What is being asked -
In the data below, find the line containing "a listed NFT.", then set down that line and every later line up to and including the line containing "nft.transfer_from(listing.seller, caller, token_id);", exactly.

Collected data
//! NFT Marketplace - Main Contract Module
//!
//! This module implements the core marketplace functionality: listing
//! NFTs for sale, buying them, updating or canceling listings, and
//! withdrawing sale proceeds.

use odra::prelude::*;
use odra::casper_types::U512;
use odra::prelude::{Address, Mapping};
use odra::ContractRef;

use crate::errors::Error;
use crate::events::{ItemBought, ItemCanceled, ItemListed};
use crate::nft::BasicNftContractRef;
use crate::types::Listing;

/// Main marketplace contract module
#[odra::module(events = [ItemListed, ItemBought, ItemCanceled], errors = Error)]
pub struct NftMarketplace {
    /// Active listings keyed by (NFT contract, token ID).
    /// A default entry (price zero) means "not listed".
    listings: Mapping<(Address, u64), Listing>,
    /// Withdrawable sale proceeds per seller
    proceeds: Mapping<Address, U512>,
}

#[odra::module]
impl NftMarketplace {
    // ============================================
    // Core Entry Points
    // ============================================

    /// List an owned NFT for sale.
    ///
    /// The caller must own the token and the marketplace must be the
    /// token's approved operator, so the sale can be settled later
    /// without further action from the seller.
    ///
    /// # Arguments
    /// * `nft_contract` - Address of the NFT contract
    /// * `token_id` - Token to list
    /// * `price` - Asking price in motes, strictly positive
    pub fn list_item(&mut self, nft_contract: Address, token_id: u64, price: U512) {
        let caller = self.env().caller();
        let key = (nft_contract, token_id);

        if self.listings.get_or_default(&key).is_active() {
            self.env().revert(Error::AlreadyListed);
        }

        let nft = BasicNftContractRef::new(self.env(), nft_contract);
        if nft.owner_of(token_id) != caller {
            self.env().revert(Error::NotOwner);
        }
        if price == U512::zero() {
            self.env().revert(Error::PriceMustBeAboveZero);
        }
        if nft.get_approved(token_id) != Some(self.env().self_address()) {
            self.env().revert(Error::NotApprovedForMarketplace);
        }

        self.listings.set(
            &key,
            Listing {
                price,
                seller: caller,
            },
        );

        self.env().emit_event(ItemListed {
            seller: caller,
            nft_contract,
            token_id,
            price,
        });
    }

    /// Buy a listed NFT.
    ///
    /// The attached payment must cover the asking price. The full
    /// attached amount is credited to the seller's proceeds, the listing
    /// is cleared, and the token is transferred to the buyer.
    #[odra(payable)]
    pub fn buy_item(&mut self, nft_contract: Address, token_id: u64) {
        let caller = self.env().caller();
        let attached_value = self.env().attached_value();
        let key = (nft_contract, token_id);

        let listing = self.listings.get_or_default(&key);
        if !listing.is_active() {
            self.env().revert(Error::NotListed);
        }
        if attached_value < listing.price {
            self.env().revert(Error::PriceNotMet);
        }

        // Credit proceeds and clear the listing before the external
        // transfer (checks-effects-interactions).
        let seller_proceeds = self.proceeds.get_or_default(&listing.seller) + attached_value;
        self.proceeds.set(&listing.seller, seller_proceeds);
        self.listings.set(&key, Listing::default());

        let mut nft = BasicNftContractRef::new(self.env(), nft_contract);
        nft.transfer_from(listing.seller, caller, token_id);

        self.env().emit_event(ItemBought {
            buyer: caller,
            nft_contract,
            token_id,
            price: listing.price,
        });
    }

    /// Cancel an active listing.
    ///
    /// Only the current owner of the token may cancel.
    pub fn cancel_listing(&mut self, nft_contract: Address, token_id: u64) {
        let caller = self.env().caller();
        let key = (nft_contract, token_id);

        let nft = BasicNftContractRef::new(self.env(), nft_contract);
        if nft.owner_of(token_id) != caller {
            self.env().revert(Error::NotOwner);
        }
        if !self.listings.get_or_default(&key).is_active() {
            self.env().revert(Error::NotListed);
        }

        self.listings.set(&key, Listing::default());

        self.env().emit_event(ItemCanceled {
            seller: caller,
            nft_contract,
            token_id,
        });
    }

    /// Update the asking price of an active listing.
    ///
    /// A zero price would turn the entry back into "not listed", so it
    /// is rejected the same way as on `list_item`.
    pub fn update_listing(&mut self, nft_contract: Address, token_id: u64, new_price: U512) {
        let caller = self.env().caller();
        let key = (nft_contract, token_id);

        if !self.listings.get_or_default(&key).is_active() {
            self.env().revert(Error::NotListed);
        }
        let nft = BasicNftContractRef::new(self.env(), nft_contract);
        if nft.owner_of(token_id) != caller {
            self.env().revert(Error::NotOwner);
        }
        if new_price == U512::zero() {
            self.env().revert(Error::PriceMustBeAboveZero);
        }

        self.listings.set(
            &key,
            Listing {
                price: new_price,
                seller: caller,
            },
        );

        self.env().emit_event(ItemListed {
            seller: caller,
            nft_contract,
            token_id,
            price: new_price,
        });
    }

    /// Withdraw accumulated sale proceeds.
    pub fn withdraw_proceeds(&mut self) {
        let caller = self.env().caller();

        let proceeds = self.proceeds.get_or_default(&caller);
        if proceeds == U512::zero() {
            self.env().revert(Error::NoProceeds);
        }

        // Reset proceeds before transfer (CEI pattern)
        self.proceeds.set(&caller, U512::zero());

        self.env().transfer_tokens(&caller, &proceeds);
    }

    // ============================================
    // View Functions
    // ============================================

    /// Get the listing for a token; a zero price means "not listed".
    pub fn get_listing(&self, nft_contract: Address, token_id: u64) -> Listing {
        self.listings.get_or_default(&(nft_contract, token_id))
    }

    /// Get a seller's withdrawable proceeds.
    pub fn get_proceeds(&self, seller: Address) -> U512 {
        self.proceeds.get_or_default(&seller)
    }
}

// ============================================
// Tests
// ============================================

Exercise solution -
    /// Buy a listed NFT.
    ///
    /// The attached payment must cover the asking price. The full
    /// attached amount is credited to the seller's proceeds, the listing
    /// is cleared, and the token is transferred to the buyer.
    #[odra(payable)]
    pub fn buy_item(&mut self, nft_contract: Address, token_id: u64) {
        let caller = self.env().caller();
        let attached_value = self.env().attached_value();
        let key = (nft_contract, token_id);

        let listing = self.listings.get_or_default(&key);
        if !listing.is_active() {
            self.env().revert(Error::NotListed);
        }
        if attached_value < listing.price {
            self.env().revert(Error::PriceNotMet);
        }

        // Credit proceeds and clear the listing before the external
        // transfer (checks-effects-interactions).
        let seller_proceeds = self.proceeds.get_or_default(&listing.seller) + attached_value;
        self.proceeds.set(&listing.seller, seller_proceeds);
        self.listings.set(&key, Listing::default());

        let mut nft = BasicNftContractRef::new(self.env(), nft_contract);
        nft.transfer_from(listing.seller, caller, token_id);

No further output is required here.